As models emerged from beneath a chandelier in a grand, stately interior, there was a palpable shift in Raf Simons’ mood this season. Gone are the revolutionaries, ravers, and rioting teens, as the designer made way for a slew of eery, elegant protagonists cloaked in wraps, billowing trousers, and overblown blouson bombers, while backpacks and caps tumbled into long, silken trains, reminiscent of Prada’s SS22 offering. Simons was less reliant on graphics for AW22, too. Used sparingly and splashed across chunky blazers in purple and tangerine block letters, they were one of a few realistic pieces. The rest of the collection was weird, and brilliantly so, comprising vinyl prairie dresses, furry and slit-eyed military caps, and high-shine jumpsuits.

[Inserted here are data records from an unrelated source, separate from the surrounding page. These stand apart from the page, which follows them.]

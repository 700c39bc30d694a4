//! XML namespace handling
//!
//! Qualified names are the identity of every schema component and of every
//! instance node, so [`QName`] is a plain value type: equality, hashing and
//! ordering all work on the `(namespace, local_name)` pair.

use crate::error::{Error, Result};
use serde::{Serialize, Serializer};
use std::collections::BTreeMap;
use std::fmt;

/// XSD namespace
pub const XSD_NAMESPACE: &str = "http://www.w3.org/2001/XMLSchema";

/// XSD instance namespace (`xsi:type`, `xsi:nil`, ...)
pub const XSI_NAMESPACE: &str = "http://www.w3.org/2001/XMLSchema-instance";

/// XML namespace, bound to the `xml` prefix
pub const XML_NAMESPACE: &str = "http://www.w3.org/XML/1998/namespace";

/// XMLNS namespace
pub const XMLNS_NAMESPACE: &str = "http://www.w3.org/2000/xmlns/";

/// XML Namespace URI
pub type NamespaceUri = String;

/// Namespace prefix
pub type Prefix = String;

/// Qualified name (QName) - combination of namespace and local name
#[derive(Debug, Clone, PartialEq, Eq, Hash, PartialOrd, Ord)]
pub struct QName {
    /// Namespace URI (None for no namespace)
    pub namespace: Option<NamespaceUri>,
    /// Local name
    pub local_name: String,
}

impl QName {
    /// Create a new QName
    pub fn new(namespace: Option<impl Into<String>>, local_name: impl Into<String>) -> Self {
        Self {
            namespace: namespace.map(|s| s.into()),
            local_name: local_name.into(),
        }
    }

    /// Create a QName without a namespace
    pub fn local(local_name: impl Into<String>) -> Self {
        Self {
            namespace: None,
            local_name: local_name.into(),
        }
    }

    /// Create a QName with a namespace
    pub fn namespaced(namespace: impl Into<String>, local_name: impl Into<String>) -> Self {
        Self {
            namespace: Some(namespace.into()),
            local_name: local_name.into(),
        }
    }

    /// Create a QName in the XSD namespace
    pub fn xsd(local_name: impl Into<String>) -> Self {
        Self::namespaced(XSD_NAMESPACE, local_name)
    }

    /// Create a QName in the XSD instance namespace
    pub fn xsi(local_name: impl Into<String>) -> Self {
        Self::namespaced(XSI_NAMESPACE, local_name)
    }

    /// Namespace as a string slice
    pub fn namespace(&self) -> Option<&str> {
        self.namespace.as_deref()
    }

    /// Check whether this name is in the given namespace with the given local name
    pub fn is(&self, namespace: Option<&str>, local_name: &str) -> bool {
        self.namespace() == namespace && self.local_name == local_name
    }

    /// Check if this name belongs to the XSD namespace
    pub fn is_xsd(&self) -> bool {
        self.namespace() == Some(XSD_NAMESPACE)
    }
}

impl fmt::Display for QName {
    fn fmt(&self, f: &mut fmt::Formatter<'_>) -> fmt::Result {
        match &self.namespace {
            Some(ns) => write!(f, "{{{}}}{}", ns, self.local_name),
            None => f.write_str(&self.local_name),
        }
    }
}

// Clark notation keeps decoded maps keyed by plain strings.
impl Serialize for QName {
    fn serialize<S: Serializer>(&self, serializer: S) -> std::result::Result<S::Ok, S::Error> {
        serializer.collect_str(self)
    }
}

/// Namespace context for resolving prefixes
///
/// The `xml` prefix is always bound. Contexts are cheap to clone and are
/// inherited from parent to child while reading documents.
#[derive(Debug, Clone, PartialEq, Eq)]
pub struct NamespaceContext {
    /// Mapping from prefix to namespace URI
    prefixes: BTreeMap<Prefix, NamespaceUri>,
    /// Default namespace (no prefix)
    default_namespace: Option<NamespaceUri>,
}

impl NamespaceContext {
    /// Create a new namespace context with only the `xml` prefix bound
    pub fn new() -> Self {
        let mut prefixes = BTreeMap::new();
        prefixes.insert("xml".to_string(), XML_NAMESPACE.to_string());
        Self {
            prefixes,
            default_namespace: None,
        }
    }

    /// Add a namespace prefix mapping
    pub fn add_prefix(&mut self, prefix: impl Into<String>, namespace: impl Into<String>) {
        self.prefixes.insert(prefix.into(), namespace.into());
    }

    /// Set the default namespace (an empty URI undeclares it)
    pub fn set_default_namespace(&mut self, namespace: impl Into<String>) {
        let namespace = namespace.into();
        self.default_namespace = if namespace.is_empty() {
            None
        } else {
            Some(namespace)
        };
    }

    /// Get the namespace for a prefix
    pub fn get_namespace(&self, prefix: &str) -> Option<&str> {
        self.prefixes.get(prefix).map(|s| s.as_str())
    }

    /// Get the default namespace
    pub fn get_default_namespace(&self) -> Option<&str> {
        self.default_namespace.as_deref()
    }

    /// Iterate over bound prefixes
    pub fn prefixes(&self) -> impl Iterator<Item = (&str, &str)> {
        self.prefixes.iter().map(|(p, ns)| (p.as_str(), ns.as_str()))
    }

    /// Resolve a prefixed name to a QName
    ///
    /// Unprefixed names take the default namespace, which is the rule for
    /// element names and for QName-valued schema attributes.
    pub fn resolve(&self, prefixed_name: &str) -> Result<QName> {
        let prefixed_name = prefixed_name.trim();
        if let Some((prefix, local)) = prefixed_name.split_once(':') {
            let namespace = self
                .get_namespace(prefix)
                .ok_or_else(|| Error::Namespace(format!("Unknown prefix: {}", prefix)))?;
            Ok(QName::namespaced(namespace, local))
        } else {
            Ok(QName::new(self.default_namespace.clone(), prefixed_name))
        }
    }

    /// Resolve a name that does not take the default namespace (attribute names)
    pub fn resolve_attribute(&self, prefixed_name: &str) -> Result<QName> {
        if prefixed_name.contains(':') {
            self.resolve(prefixed_name)
        } else {
            Ok(QName::local(prefixed_name))
        }
    }
}

impl Default for NamespaceContext {
    fn default() -> Self {
        Self::new()
    }
}

#[cfg(test)]
mod tests {
    use super::*;

    #[test]
    fn test_qname_creation() {
        let qname = QName::namespaced("http://example.com", "element");
        assert_eq!(qname.namespace, Some("http://example.com".to_string()));
        assert_eq!(qname.local_name, "element");
        assert!(QName::xsd("string").is_xsd());
    }

    #[test]
    fn test_qname_display() {
        let qname = QName::namespaced("http://example.com", "element");
        assert_eq!(qname.to_string(), "{http://example.com}element");

        let qname_local = QName::local("element");
        assert_eq!(qname_local.to_string(), "element");
    }

    #[test]
    fn test_qname_ordering() {
        let mut names = vec![
            QName::namespaced("urn:b", "a"),
            QName::local("z"),
            QName::namespaced("urn:a", "b"),
        ];
        names.sort();
        assert_eq!(names[0], QName::local("z"));
        assert_eq!(names[1], QName::namespaced("urn:a", "b"));
    }

    #[test]
    fn test_namespace_context() {
        let mut ctx = NamespaceContext::new();
        ctx.add_prefix("xs", XSD_NAMESPACE);
        ctx.set_default_namespace("http://example.com");

        assert_eq!(ctx.get_namespace("xs"), Some(XSD_NAMESPACE));
        assert_eq!(ctx.get_namespace("xml"), Some(XML_NAMESPACE));
        assert_eq!(ctx.get_default_namespace(), Some("http://example.com"));

        ctx.set_default_namespace("");
        assert_eq!(ctx.get_default_namespace(), None);
    }

    #[test]
    fn test_resolve_prefixed_name() {
        let mut ctx = NamespaceContext::new();
        ctx.add_prefix("xs", XSD_NAMESPACE);
        ctx.set_default_namespace("urn:default");

        let qname = ctx.resolve("xs:element").unwrap();
        assert_eq!(qname, QName::xsd("element"));

        let qname = ctx.resolve("item").unwrap();
        assert_eq!(qname, QName::namespaced("urn:default", "item"));

        let attr = ctx.resolve_attribute("id").unwrap();
        assert_eq!(attr, QName::local("id"));

        assert!(matches!(ctx.resolve("nope:x"), Err(Error::Namespace(_))));
    }

    #[test]
    fn test_qname_serializes_as_clark_string() {
        let json = serde_json::to_string(&QName::namespaced("urn:x", "a")).unwrap();
        assert_eq!(json, "\"{urn:x}a\"");
    }
}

When designers speak of their work as something autobiographical, that often means they translate the facts of their lives onto cloth. Be that their heritage, the places they’ve encountered, or the people they’ve come into contact with. FEBEN, on the other hand, blends these details with something more abstract. Like the intangible and emotional experience of personal growth, love, and rooting out the light, even when immersed in darkness. Though that may sound inaccessible, the designer’s clothing is much the opposite, grounded in off-kilter textures and an artisan’s touch. For her second season on the LFW runway, FEBEN proffered puckered ‘Twist’ dresses, webbed skirts which had been embroidered with tiny glass tubes, and funnel-necked satin LBDs. The designer inhabited the collection in more obvious ways, too, in a pair of fused jersey trousers inspired by packs of hair extensions and hand-crocheted beaded totes bearing the letter ‘F’, created with a community of Ghanaian artisans.